Caro Don Basilio la Chiesa a te chiede quest’oggi di coordinare la porzione di popolo di Dio che ti è oggi affidata. Con l’aiuto dei tuoi nuovi parrocchiani oggi ti affido il tesoro più prezioso della nostra Chiesa: i bambini da avviare alla fede, gli adolescenti da sostenere nelle loro scelte verso la vita, i giovani che si avviano al matrimonio, perché siano affiancati dalla comunità nel difficile ministero coniugale di formare una famiglia cristiana.
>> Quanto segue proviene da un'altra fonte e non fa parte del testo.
use super::*;
use chrono::{Duration, TimeZone};
use serde_json::json;
use std::collections::HashSet;

fn t0() -> DateTime<Utc> {
    Utc.with_ymd_and_hms(2026, 3, 1, 12, 0, 0).unwrap()
}

#[test]
fn test_total_unpaid_tracks_payments() {
    let mut ledger = InvoiceLedger::new();
    let a = ledger.issue(25.0, t0(), Duration::hours(24));
    ledger.issue(40.0, t0() + Duration::days(1), Duration::hours(24));
    ledger.issue(10.0, t0() + Duration::days(2), Duration::hours(24));

    assert_eq!(ledger.total_unpaid(), 75.0);

    assert_eq!(ledger.pay(a.id(), t0() + Duration::days(3)), Some(25.0));
    assert_eq!(ledger.total_unpaid(), 50.0);

    let expected: f64 = ledger.iter().filter(|i| !i.is_paid()).map(|i| i.amount()).sum();
    assert_eq!(ledger.total_unpaid(), expected);
}

#[test]
fn test_paid_invoice_cannot_be_paid_again() {
    let mut ledger = InvoiceLedger::new();
    let invoice = ledger.issue(25.0, t0(), Duration::hours(24));

    let first = t0() + Duration::hours(1);
    let second = t0() + Duration::hours(2);
    assert_eq!(ledger.pay(invoice.id(), first), Some(25.0));
    assert_eq!(ledger.pay(invoice.id(), second), None);

    // paid_at keeps the first payment time
    assert_eq!(ledger.get(invoice.id()).unwrap().paid_at(), Some(first));
}

#[test]
fn test_pay_all_only_reports_newly_paid() {
    let mut ledger = InvoiceLedger::new();
    let a = ledger.issue(5.0, t0(), Duration::hours(24));
    let b = ledger.issue(7.0, t0(), Duration::hours(24));
    ledger.pay(a.id(), t0());

    let paid = ledger.pay_all(t0() + Duration::hours(1));
    assert_eq!(paid, vec![b.id().to_string()]);
    assert!(!ledger.has_unpaid());
    assert_eq!(ledger.total_unpaid(), 0.0);
}

#[test]
fn test_invoice_list_survives_serialization() {
    let mut ledger = InvoiceLedger::new();
    let a = ledger.issue(25.0, t0(), Duration::hours(24));
    ledger.issue(30.0, t0() + Duration::days(1), Duration::hours(48));
    ledger.pay(a.id(), t0() + Duration::hours(5));

    let encoded = serde_json::to_value(&ledger).unwrap();
    let decoded: InvoiceLedger = serde_json::from_value(encoded).unwrap();

    let tuples = |l: &InvoiceLedger| -> HashSet<(u64, i64, i64, Option<i64>)> {
        l.iter()
            .map(|i| {
                (
                    i.amount().to_bits(),
                    i.created_at().timestamp_millis(),
                    i.due_at().timestamp_millis(),
                    i.paid_at().map(|p| p.timestamp_millis()),
                )
            })
            .collect()
    };
    assert_eq!(tuples(&ledger), tuples(&decoded));
}

#[test]
fn test_malformed_invoices_are_skipped() {
    let raw = json!([
        {"id": "inv-1", "amount": 25.0, "created-at": 1_000, "due-at": 2_000},
        {"id": "inv-2", "amount": "lots", "created-at": 1_000, "due-at": 2_000},
        {"id": "inv-3", "amount": -4.0, "created-at": 1_000, "due-at": 2_000},
        {"amount": 12.0},
        {"id": "inv-5", "amount": 12.5, "created-at": 3_000, "due-at": 4_000, "paid-at": 3_500}
    ]);

    let ledger: InvoiceLedger = serde_json::from_value(raw).unwrap();
    let ids: Vec<&str> = ledger.iter().map(|i| i.id()).collect();
    assert_eq!(ids, vec!["inv-1", "inv-5"]);
    assert_eq!(ledger.total_unpaid(), 25.0);
}

#[test]
fn test_reset_clears_ownership_state() {
    let owner = Uuid::new_v4();
    let mut apartment = Apartment::new("apt_1", "region_1", "world", 1000.0, 2);
    apartment.assign_owner(owner, t0());
    apartment.invoices.issue(50.0, t0(), Duration::hours(24));
    apartment.pending_income = 17.0;
    apartment.auto_tax_payment = true;

    assert_eq!(apartment.reset(), Some(owner));
    assert!(apartment.owner.is_none());
    assert!(apartment.invoices.is_empty());
    assert_eq!(apartment.pending_income, 0.0);
    assert!(!apartment.auto_tax_payment);
    // Level and price belong to the apartment, not the owner
    assert_eq!(apartment.level, 2);
    assert_eq!(apartment.price, 1000.0);
}

#[test]
fn test_normalize_unowned_record() {
    let mut apartment = Apartment::new("apt_1", "r", "w", 500.0, 1);
    apartment.pending_income = 3.0;
    apartment.invoices.issue(5.0, t0(), Duration::hours(1));

    assert!(apartment.normalize());
    assert!(apartment.invoices.is_empty());
    assert_eq!(apartment.pending_income, 0.0);
    assert!(!apartment.normalize());
}

#[test]
fn test_level_out_of_range_rejected() {
    let record = json!({"price": 100.0, "level": 9});
    assert!(serde_json::from_value::<Apartment>(record).is_err());

    let record = json!({"price": 100.0, "level": 3});
    let apartment: Apartment = serde_json::from_value(record).unwrap();
    assert_eq!(apartment.level, 3);
    assert!(apartment.owner.is_none());
}

#[test]
fn test_new_clamps_level() {
    assert_eq!(Apartment::new("a", "r", "w", 1.0, 0).level, 1);
    assert_eq!(Apartment::new("a", "r", "w", 1.0, 42).level, MAX_LEVEL);
}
So quanto sei sinora stato sensibile verso i malati e gli anziani: cerca di tessere anche qui quella stessa rete di amicizie che hanno fatto rinascere in Sansepolcro la comunità di San Paolo.
In questa parte della nostra Chiesa potrai finalmente accogliere e stare vicino a quanti per scelta di vita e per professione segnano la cultura del territorio. La tua larga esperienza internazionale potrà essere valorizzata.
Ti affido in modo particolare i poveri. Mi piace ricordare Don Chiasserini, che qui fu parroco efficace e zelante nella qualità della predicazione, ma anche nella carità praticata, verso chi fu nel bisogno, ma soprattutto verso gli stranieri. Don Angelo fu tra i primi a intuire che chi viene da lontano può essere un grande dono, se accolto e coltivato.
Siamo gli amici di Gesù. Insieme con lui siamo forti. Di nostro c’è solo l’esperienza della debolezza che ci fa solidali con tutti gli altri: con gli uomini e le donne della terra che hanno esperienza di peccato. Attenti a non lasciare Gesù da parte: pregare è invitarlo ad accompagnarci lungo la strada, a fermarsi con noi, a condividere la nostra cena, sul modello di Emmaus.
Crescere nella grazia di Dio, è espressione tipica del Vangelo, ma è anche una serie di comportamenti cristiani: i Sacramenti sono in ordine alle virtù. Nella vita cristiana dobbiamo progettare un cammino che è superamento dei vizi e potenziamento delle virtù: la montagna dalle sette balze. Ti è chiesto Basilio caro di farti guida nel cammino spirituale di questo popolo, in quella umiltà che fa grandi.
Giustizia è dare a Dio il primo posto e al prossimo quello dovuto. Il modello di Gesù, in Filippesi è estremamente concreto: nei gesti: “…non cerchi ciascuno il proprio interesse ma piuttosto quello degli altri…”[4].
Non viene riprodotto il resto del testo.